* INPUT MATERIAL

//! Configuration loading for pressindex.
//!
//! Layered config: defaults -> config file -> env vars -> CLI flags.
//! The default config file lives at ~/.config/pressindex/config.toml.

use config::{Config, Environment, File};
use directories::ProjectDirs;
use serde::{Deserialize, Serialize};
use std::path::PathBuf;

use crate::error::TypesError;

/// Post types owned by extensions; never indexed.
pub const RESERVED_POST_TYPES: &[&str] = &["product"];

/// Main application settings
#[derive(Debug, Clone, Serialize, Deserialize)]
pub struct Settings {
    /// Public site URL, used to derive the default index name
    #[serde(default = "default_site_url")]
    pub site_url: String,

    /// Explicit index name; derived from `site_url` when unset or empty
    #[serde(default)]
    pub index_name: Option<String>,

    /// Index engine host
    #[serde(default = "default_server")]
    pub server: String,

    /// Index engine port
    #[serde(default = "default_port")]
    pub port: u16,

    /// Documents per bulk indexing batch
    #[serde(default = "default_indexing_batches")]
    pub indexing_batches: usize,

    /// Ask the engine to persist to disk after mutations
    #[serde(default)]
    pub write_to_disk: bool,

    /// Post types eligible for indexing
    #[serde(default = "default_post_types")]
    pub post_types: Vec<String>,

    /// Taxonomies indexed as TAG fields
    #[serde(default)]
    pub indexable_taxonomies: Vec<String>,

    /// Metadata keys indexed as TEXT fields
    #[serde(default)]
    pub indexable_meta_keys: Vec<String>,

    /// Default indexing language
    #[serde(default = "default_language")]
    pub language: String,

    /// Path to the RocksDB options/progress store
    #[serde(default = "default_db_path")]
    pub db_path: String,

    /// Path to the exported corpus (JSON)
    #[serde(default)]
    pub corpus_path: Option<String>,

    /// Log level (trace, debug, info, warn, error)
    #[serde(default = "default_log_level")]
    pub log_level: String,
}

fn default_site_url() -> String {
    "http://localhost".to_string()
}

fn default_server() -> String {
    "127.0.0.1".to_string()
}

fn default_port() -> u16 {
    6379
}

fn default_indexing_batches() -> usize {
    20
}

fn default_post_types() -> Vec<String> {
    vec!["post".to_string()]
}

fn default_language() -> String {
    "english".to_string()
}

fn default_log_level() -> String {
    "info".to_string()
}

fn default_db_path() -> String {
    ProjectDirs::from("", "", "pressindex")
        .map(|p| p.data_local_dir().join("db"))
        .unwrap_or_else(|| PathBuf::from("./data"))
        .to_string_lossy()
        .to_string()
}

impl Default for Settings {
    fn default() -> Self {
        Self {
            site_url: default_site_url(),
            index_name: None,
            server: default_server(),
            port: default_port(),
            indexing_batches: default_indexing_batches(),
            write_to_disk: false,
            post_types: default_post_types(),
            indexable_taxonomies: Vec::new(),
            indexable_meta_keys: Vec::new(),
            language: default_language(),
            db_path: default_db_path(),
            corpus_path: None,
            log_level: default_log_level(),
        }
    }
}

impl Settings {
    /// Load settings with layered precedence:
    /// 1. Built-in defaults
    /// 2. Config file (~/.config/pressindex/config.toml)
    /// 3. CLI-specified config file (optional)
    /// 4. Environment variables (PRESSINDEX_*)
    ///
    /// CLI flags should be applied by the caller after this returns.
    pub fn load(cli_config_path: Option<&str>) -> Result<Self, TypesError> {
        let config_dir = ProjectDirs::from("", "", "pressindex")
            .map(|p| p.config_dir().to_path_buf())
            .unwrap_or_else(|| PathBuf::from("."));

        let default_config_path = config_dir.join("config");

        let mut builder = Config::builder()
            .set_default("site_url", default_site_url())
            .map_err(|e| TypesError::Config(e.to_string()))?
            .set_default("server", default_server())
            .map_err(|e| TypesError::Config(e.to_string()))?
            .set_default("port", default_port() as i64)
            .map_err(|e| TypesError::Config(e.to_string()))?
            .set_default("indexing_batches", default_indexing_batches() as i64)
            .map_err(|e| TypesError::Config(e.to_string()))?
            .set_default("write_to_disk", false)
            .map_err(|e| TypesError::Config(e.to_string()))?
            .set_default("language", default_language())
            .map_err(|e| TypesError::Config(e.to_string()))?
            .set_default("db_path", default_db_path())
            .map_err(|e| TypesError::Config(e.to_string()))?
            .set_default("log_level", default_log_level())
            .map_err(|e| TypesError::Config(e.to_string()))?
            .add_source(File::with_name(&default_config_path.to_string_lossy()).required(false));

        if let Some(path) = cli_config_path {
            builder = builder.add_source(File::with_name(path).required(true));
        }

        // PRESSINDEX_INDEXING_BATCHES=50, PRESSINDEX_POST_TYPES=post,page
        builder = builder.add_source(
            Environment::with_prefix("PRESSINDEX")
                .prefix_separator("_")
                .separator("__")
                .try_parsing(true)
                .list_separator(",")
                .with_list_parse_key("post_types")
                .with_list_parse_key("indexable_taxonomies")
                .with_list_parse_key("indexable_meta_keys"),
        );

        let config = builder
            .build()
            .map_err(|e| TypesError::Config(e.to_string()))?;

        config
            .try_deserialize()
            .map_err(|e| TypesError::Config(e.to_string()))
    }

    /// The configured index name, or one derived from the site URL.
    pub fn index_name(&self) -> String {
        match self.index_name.as_deref().map(str::trim) {
            Some(name) if !name.is_empty() => name.to_string(),
            _ => derive_index_name(&self.site_url),
        }
    }

    /// Connection URL for the index engine.
    pub fn redis_url(&self) -> String {
        format!("redis://{}:{}/", self.server, self.port)
    }

    /// Eligible post types: configured list (or `post` when empty) minus
    /// reserved types.
    pub fn indexable_post_types(&self) -> Vec<String> {
        let configured: Vec<String> = self
            .post_types
            .iter()
            .map(|t| t.trim().to_string())
            .filter(|t| !t.is_empty())
            .collect();

        let types = if configured.is_empty() {
            default_post_types()
        } else {
            configured
        };

        types
            .into_iter()
            .filter(|t| !RESERVED_POST_TYPES.contains(&t.as_str()))
            .collect()
    }

    /// Fail fast on values that would make any engine call meaningless.
    pub fn validate(&self) -> Result<(), TypesError> {
        if self.indexing_batches == 0 {
            return Err(TypesError::InvalidConfiguration(
                "indexing_batches must be > 0".to_string(),
            ));
        }
        validate_index_name(&self.index_name())
    }

    /// Expand ~ in db_path to the home directory
    pub fn expanded_db_path(&self) -> PathBuf {
        if let Some(rest) = self.db_path.strip_prefix("~/") {
            if let Some(home) = std::env::var_os("HOME") {
                return PathBuf::from(home).join(rest);
            }
        }
        PathBuf::from(&self.db_path)
    }
}

/// Derive an index name from a site URL: `https://my-site.example.com/blog`
/// becomes `my_site_example_com_blog`. Anything other than an ASCII letter,
/// digit or `_` becomes `_`, so the result always passes
/// [`validate_index_name`] unless empty.
pub fn derive_index_name(site_url: &str) -> String {
    let without_scheme = site_url
        .strip_prefix("https://")
        .or_else(|| site_url.strip_prefix("http://"))
        .unwrap_or(site_url);

    without_scheme
        .trim_end_matches('/')
        .chars()
        .map(|c| if c.is_ascii_alphanumeric() { c } else { '_' })
        .collect()
}

/// Index names must be non-empty and limited to `[A-Za-z0-9_:-]`.
pub fn validate_index_name(name: &str) -> Result<(), TypesError> {
    if name.is_empty() {
        return Err(TypesError::InvalidConfiguration(
            "index name is empty".to_string(),
        ));
    }
    if let Some(bad) = name
        .chars()
        .find(|c| !(c.is_ascii_alphanumeric() || matches!(c, '_' | ':' | '-')))
    {
        return Err(TypesError::InvalidConfiguration(format!(
            "index name {:?} contains invalid character {:?}",
            name, bad
        )));
    }
    Ok(())
}

#[cfg(test)]
mod tests {
    use super::*;

    #[test]
    fn test_default_settings() {
        let settings = Settings::default();
        assert_eq!(settings.server, "127.0.0.1");
        assert_eq!(settings.port, 6379);
        assert_eq!(settings.indexing_batches, 20);
        assert!(!settings.write_to_disk);
        assert_eq!(settings.post_types, vec!["post"]);
        assert_eq!(settings.language, "english");
    }

    #[test]
    fn test_load_with_defaults() {
        let settings = Settings::load(None).unwrap();
        assert!(!settings.server.is_empty());
        assert!(settings.indexing_batches > 0);
    }

    #[test]
    fn test_redis_url() {
        let settings = Settings::default();
        assert_eq!(settings.redis_url(), "redis://127.0.0.1:6379/");
    }

    #[test]
    fn test_derive_index_name() {
        assert_eq!(
            derive_index_name("https://my-site.example.com/blog"),
            "my_site_example_com_blog"
        );
        assert_eq!(derive_index_name("http://localhost"), "localhost");
        assert_eq!(derive_index_name("example.org/"), "example_org");
    }

    #[test]
    fn test_derived_name_from_unusual_url_is_valid() {
        for (url, expected) in [
            ("http://example.com/~blog", "example_com__blog"),
            ("https://user@example.com/100%", "user_example_com_100_"),
            ("http://localhost:8080/caf\u{e9}", "localhost_8080_caf_"),
        ] {
            let name = derive_index_name(url);
            assert_eq!(name, expected);
            assert!(validate_index_name(&name).is_ok(), "{} should be valid", name);
        }
    }

    #[test]
    fn test_settings_with_unusual_site_url_validate() {
        let settings = Settings {
            site_url: "https://example.com/~news".to_string(),
            ..Default::default()
        };
        assert_eq!(settings.index_name(), "example_com__news");
        assert!(settings.validate().is_ok());
    }

    #[test]
    fn test_index_name_prefers_configured() {
        let mut settings = Settings {
            site_url: "https://news.example.com".to_string(),
            ..Default::default()
        };
        assert_eq!(settings.index_name(), "news_example_com");

        settings.index_name = Some("   ".to_string());
        assert_eq!(settings.index_name(), "news_example_com");

        settings.index_name = Some("custom_idx".to_string());
        assert_eq!(settings.index_name(), "custom_idx");
    }

    #[test]
    fn test_indexable_post_types_excludes_reserved() {
        let mut settings = Settings {
            post_types: vec!["post".into(), "product".into(), "page".into()],
            ..Default::default()
        };
        assert_eq!(settings.indexable_post_types(), vec!["post", "page"]);

        settings.post_types = vec![];
        assert_eq!(settings.indexable_post_types(), vec!["post"]);
    }

    #[test]
    fn test_validate() {
        let mut settings = Settings::default();
        assert!(settings.validate().is_ok());

        settings.indexing_batches = 0;
        assert!(matches!(
            settings.validate(),
            Err(TypesError::InvalidConfiguration(_))
        ));

        settings.indexing_batches = 20;
        settings.index_name = Some("has space".to_string());
        assert!(settings.validate().is_err());
    }

    #[test]
    fn test_validate_index_name() {
        assert!(validate_index_name("blog_example_com").is_ok());
        assert!(validate_index_name("idx:posts-v2").is_ok());
        assert!(validate_index_name("").is_err());
        assert!(validate_index_name("a/b").is_err());
    }

    #[test]
    fn test_load_from_config_file() {
        let dir = tempfile::TempDir::new().unwrap();
        let path = dir.path().join("pressindex.toml");

        let written = Settings {
            index_name: Some("from_file".to_string()),
            indexing_batches: 35,
            indexable_meta_keys: vec!["color".to_string()],
            ..Default::default()
        };
        std::fs::write(&path, toml::to_string(&written).unwrap()).unwrap();

        let loaded = Settings::load(Some(path.to_str().unwrap())).unwrap();
        assert_eq!(loaded.index_name(), "from_file");
        assert_eq!(loaded.indexing_batches, 35);
        assert_eq!(loaded.indexable_meta_keys, vec!["color"]);
    }

    #[test]
    fn test_load_missing_config_file_fails() {
        assert!(matches!(
            Settings::load(Some("/nonexistent/pressindex.toml")),
            Err(TypesError::Config(_))
        ));
    }

    #[test]
    fn test_partial_settings_fill_defaults() {
        let settings: Settings = serde_json::from_str(
            r#"{"indexing_batches": 50, "indexable_taxonomies": ["category", "post_tag"]}"#,
        )
        .unwrap();
        assert_eq!(settings.indexable_taxonomies, vec!["category", "post_tag"]);
        assert_eq!(settings.indexing_batches, 50);
        assert_eq!(settings.port, 6379);
        assert_eq!(settings.post_types, vec!["post"]);
    }
}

* TASK BRIEF
Output exactly the span of lines beginning at the first line of the records and ending at the line that holds "use directories::ProjectDirs;", inclusive, with no other text.

* EXERCISE RESPONSE
//! Configuration loading for pressindex.
//!
//! Layered config: defaults -> config file -> env vars -> CLI flags.
//! The default config file lives at ~/.config/pressindex/config.toml.

use config::{Config, Environment, File};
use directories::ProjectDirs;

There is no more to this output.